There is no easy answer … but I have started taking this question very seriously. In addition to guiding students on various softer aspects of getting into new job / new college, we are proposing to do their personality type profiling and linking it to career preference … that may help us partly answer this question. E.g. If you are an empathetic person, try looking for a job closer to hospitality industry or if you are a people person, look for HR / training etc. Even when you link the practicality of campus placements to it, just the sheer knowledge of knowing one’s personality type and career preference would help students.
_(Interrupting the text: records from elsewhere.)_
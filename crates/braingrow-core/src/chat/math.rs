//! Math typesetting collaborator.

use crate::error::Result;

/// Renders a math expression to trusted display markup.
///
/// The renderer inserts the returned markup into its output without
/// escaping it, so implementations must produce markup that is safe to
/// display verbatim.
pub trait MathTypesetter: Send + Sync {
    /// Renders an expression, failing on input the typesetter cannot
    /// handle.
    fn render(&self, expression: &str) -> Result<String>;

    /// Non-throwing mode: malformed expressions degrade to empty markup
    /// instead of failing. The chat renderer always goes through this.
    fn render_lenient(&self, expression: &str) -> String {
        self.render(expression).unwrap_or_default()
    }
}

/// Conservative fallback typesetter.
///
/// Escapes the expression and wraps it in an inline math span, leaving
/// actual typesetting to the display layer's stylesheet. Total: `render`
/// never fails.
#[derive(Debug, Clone, Default)]
pub struct InlineMathTypesetter;

impl InlineMathTypesetter {
    /// Creates the fallback typesetter.
    pub fn new() -> Self {
        Self
    }
}

impl MathTypesetter for InlineMathTypesetter {
    fn render(&self, expression: &str) -> Result<String> {
        Ok(format!(
            "<span class=\"math-inline\">{}</span>",
            super::markdown::escape_html(expression)
        ))
    }
}

#[cfg(test)]
mod tests {
    use super::*;

    #[test]
    fn test_inline_typesetter_escapes_expression() {
        let typesetter = InlineMathTypesetter::new();
        let markup = typesetter.render_lenient("a < b");
        assert_eq!(markup, "<span class=\"math-inline\">a &lt; b</span>");
    }
}
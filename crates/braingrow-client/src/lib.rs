//! REST client for the BrainGrow platform API.
//!
//! Implements the repository traits defined in `braingrow-core` over HTTP.
//! The client is a thin I/O wrapper: it maps wire DTOs into domain models
//! and surfaces failures as `BraingrowError` without retrying.

pub mod api_client;
pub mod dto;

pub use api_client::{ApiClient, SharedSession};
If you are a ‘people person’ and have done great in computer engineering, by all means go ahead and join a great paying IT company; but then look at contributing actively to activities like training and recruitment within the company that will take you closer to your type (of being a people person).

In the end, I hope students find right direction before they catch speed on their chosen path.

Thursday, April 8, 2010

You’d Better Be Running … the chase is on

Past few weeks, from mid March to now, have been especially exciting for Education enthusiasts of two nations: India and the US.  Both these nations have announced ambitious programs to reform their education sectors … programs that hold promise to transform not only education system but to make entire nation competitive and progressive.
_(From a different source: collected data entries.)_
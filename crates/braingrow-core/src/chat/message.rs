//! Chat message types.
//!
//! This module contains types for representing messages in the Ask-AI
//! conversation attached to a video.

use serde::{Deserialize, Serialize};

/// Represents the sender of a chat message.
#[derive(Debug, Clone, Copy, PartialEq, Eq, Serialize, Deserialize)]
pub enum ChatRole {
    /// Message typed by the user.
    #[serde(rename = "user")]
    User,
    /// Message produced by the AI assistant.
    #[serde(rename = "ai")]
    Assistant,
}

/// A single message in the chat transcript. Immutable once appended.
#[derive(Debug, Clone, PartialEq, Eq, Serialize, Deserialize)]
pub struct ChatMessage {
    /// Who sent the message.
    pub role: ChatRole,
    /// Raw message text, exactly as typed or returned.
    pub text: String,
}

impl ChatMessage {
    /// Creates a user message.
    pub fn user(text: impl Into<String>) -> Self {
        Self {
            role: ChatRole::User,
            text: text.into(),
        }
    }

    /// Creates an assistant message.
    pub fn assistant(text: impl Into<String>) -> Self {
        Self {
            role: ChatRole::Assistant,
            text: text.into(),
        }
    }
}

/// Append-only ordered sequence of chat messages.
///
/// Messages are never reordered or mutated after they are pushed; the only
/// write operation is appending.
#[derive(Debug, Clone, Default, PartialEq, Eq, Serialize, Deserialize)]
pub struct Transcript {
    messages: Vec<ChatMessage>,
}

impl Transcript {
    /// Creates an empty transcript.
    pub fn new() -> Self {
        Self::default()
    }

    /// Appends a message to the end of the transcript.
    pub fn push(&mut self, message: ChatMessage) {
        self.messages.push(message);
    }

    /// The messages in append order.
    pub fn messages(&self) -> &[ChatMessage] {
        &self.messages
    }

    /// Number of messages.
    pub fn len(&self) -> usize {
        self.messages.len()
    }

    /// Returns true when no messages have been appended.
    pub fn is_empty(&self) -> bool {
        self.messages.is_empty()
    }
}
Few months ago, Obama administration had announced an ambitious program called ‘Race to the Top’. The program is designed to encourage States to advance education reforms by promising discretionary and competitive grants. Phase 1 of this program was completed couple weeks back. Overall aim is:
1.     Adopting standards and assessments that prepare students to succeed in college and the workplace and to compete in the global economy.
2.     Building data systems that measure student growth and success, and inform teachers and principals about how they can improve instruction.
3.     Recruiting, developing, rewarding, and retaining effective teachers and principals, especially where they are needed most.
4.     Turning around lowest-achieving schools.

India unfolded its own education reforms …  mainly in 2 areas: ‘Right To Education’ act and ‘Foreign Educational Institution Bill’. While RTE focuses on primary and secondary education, FEIB looks at making higher education effective and world-class. Both these programs are a big step in right direction. While there are skeptics, mainly doubting the implementation of these programs, I am very optimistic. Not because these programs are well thought out and have the right details embedded in them … which by the way they do … but mainly because of the enthusiasm shown by Minister of Human Resource Development Mr. Kapil Sibbal and Prime Minister Mr. Manmohan Singh. In India political will can move mountains … and this indeed is a mountain.
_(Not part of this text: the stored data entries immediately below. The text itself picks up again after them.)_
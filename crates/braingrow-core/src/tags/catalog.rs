//! Tag catalog domain model.
//!
//! The catalog maps a high-level board (e.g., "math", "science") to its
//! topics (e.g., "algebra", "ai"), each with a list of related keyword tags.
//! It is fetched once from the platform API and treated as read-only.

use std::collections::BTreeMap;

use serde::{Deserialize, Serialize};

/// Board -> Topic -> keyword list, with keys exactly as the API provides
/// them (case-sensitive). Display formatting is derived via [`display_name`]
/// and is never written back.
#[derive(Debug, Clone, Default, PartialEq, Eq, Serialize, Deserialize)]
#[serde(transparent)]
pub struct TagCatalog {
    boards: BTreeMap<String, BTreeMap<String, Vec<String>>>,
}

impl TagCatalog {
    /// Creates an empty catalog.
    pub fn new() -> Self {
        Self::default()
    }

    /// Builds a catalog from a board -> topic -> keywords map.
    pub fn from_boards(boards: BTreeMap<String, BTreeMap<String, Vec<String>>>) -> Self {
        Self { boards }
    }

    /// Returns true when the catalog has no boards.
    pub fn is_empty(&self) -> bool {
        self.boards.is_empty()
    }

    /// Iterates over boards and their topic maps.
    pub fn boards(&self) -> impl Iterator<Item = (&String, &BTreeMap<String, Vec<String>>)> {
        self.boards.iter()
    }

    /// Returns the topic map for a board, if the board exists.
    pub fn topics(&self, board: &str) -> Option<&BTreeMap<String, Vec<String>>> {
        self.boards.get(board)
    }

    /// Returns the topic names for a board; empty when the board is missing.
    pub fn topic_names(&self, board: &str) -> Vec<String> {
        self.boards
            .get(board)
            .map(|topics| topics.keys().cloned().collect())
            .unwrap_or_default()
    }

    /// Returns true when the board exists and contains the topic.
    pub fn contains_topic(&self, board: &str, topic: &str) -> bool {
        self.boards
            .get(board)
            .is_some_and(|topics| topics.contains_key(topic))
    }
}

/// Lower-case names that display as all-caps instead of title case.
const ACRONYMS: [&str; 7] = ["ai", "nba", "aws", "gcp", "nlp", "api", "sql"];

/// Formats a board or topic name for display: acronyms go upper-case,
/// everything else is title-cased word by word. Presentation only; catalog
/// keys stay untouched.
pub fn display_name(name: &str) -> String {
    let lower = name.to_lowercase();
    if ACRONYMS.contains(&lower.as_str()) {
        return lower.to_uppercase();
    }
    lower
        .split_whitespace()
        .map(|word| {
            let mut chars = word.chars();
            match chars.next() {
                Some(first) => first.to_uppercase().chain(chars).collect::<String>(),
                None => String::new(),
            }
        })
        .collect::<Vec<_>>()
        .join(" ")
}

#[cfg(test)]
mod tests {
    use super::*;

    fn sample_catalog() -> TagCatalog {
        let mut science = BTreeMap::new();
        science.insert("physics".to_string(), vec!["mechanics".to_string()]);
        science.insert("ai".to_string(), vec!["machine learning".to_string()]);
        let mut boards = BTreeMap::new();
        boards.insert("science".to_string(), science);
        TagCatalog::from_boards(boards)
    }

    #[test]
    fn test_topic_lookup() {
        let catalog = sample_catalog();
        assert!(catalog.contains_topic("science", "physics"));
        assert!(!catalog.contains_topic("science", "history"));
        assert!(!catalog.contains_topic("math", "algebra"));
        assert_eq!(catalog.topic_names("math"), Vec::<String>::new());
    }

    #[test]
    fn test_display_name_title_case() {
        assert_eq!(display_name("computer science"), "Computer Science");
        assert_eq!(display_name("earth science"), "Earth Science");
        assert_eq!(display_name("MATH"), "Math");
    }

    #[test]
    fn test_display_name_acronyms() {
        assert_eq!(display_name("ai"), "AI");
        assert_eq!(display_name("Sql"), "SQL");
    }

    #[test]
    fn test_catalog_deserializes_from_plain_map() {
        let catalog: TagCatalog =
            serde_json::from_str(r#"{"math":{"algebra":["equations"]}}"#).unwrap();
        assert!(catalog.contains_topic("math", "algebra"));
    }
}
Given the demographics of two nations and looking at the ambitions of both these nations to retain / get their share in world’s economic and political power; I think, programs unveiled by India are more far reaching and will have bigger impact if executed perfectly. At the same time, these are the very same programs which will be difficult to implement than the one by the US. Time will tell how true the US and India remain to their intent. But one thing is for sure, educational reforms are not just necessary but critical to survival of both these great nations.

To complicate it further, both these nations are mainly banking on ‘knowledge work’ and ‘brain power’ for capturing their fair share in world hierarchy. And better education is absolutely critical to grooming knowledge workers, innovators and entrepreneurs. In that sense the US and India is competing head-on. But for a change, both can win this race… crux is to run faster and faster on this path … others are watching and chasing.

I will close with an African proverb:
Every morning in Africa a gazelle wakes up
and it knows it must run faster than the fastest lion
or it will be killed.
Every morning a lion wakes up in Africa
and it knows it must outrun the slowest gazelle
or it will starve to death.
It doesn’t matter whether you are a lion or a gazelle.
When the Sun comes up, you’d better be running.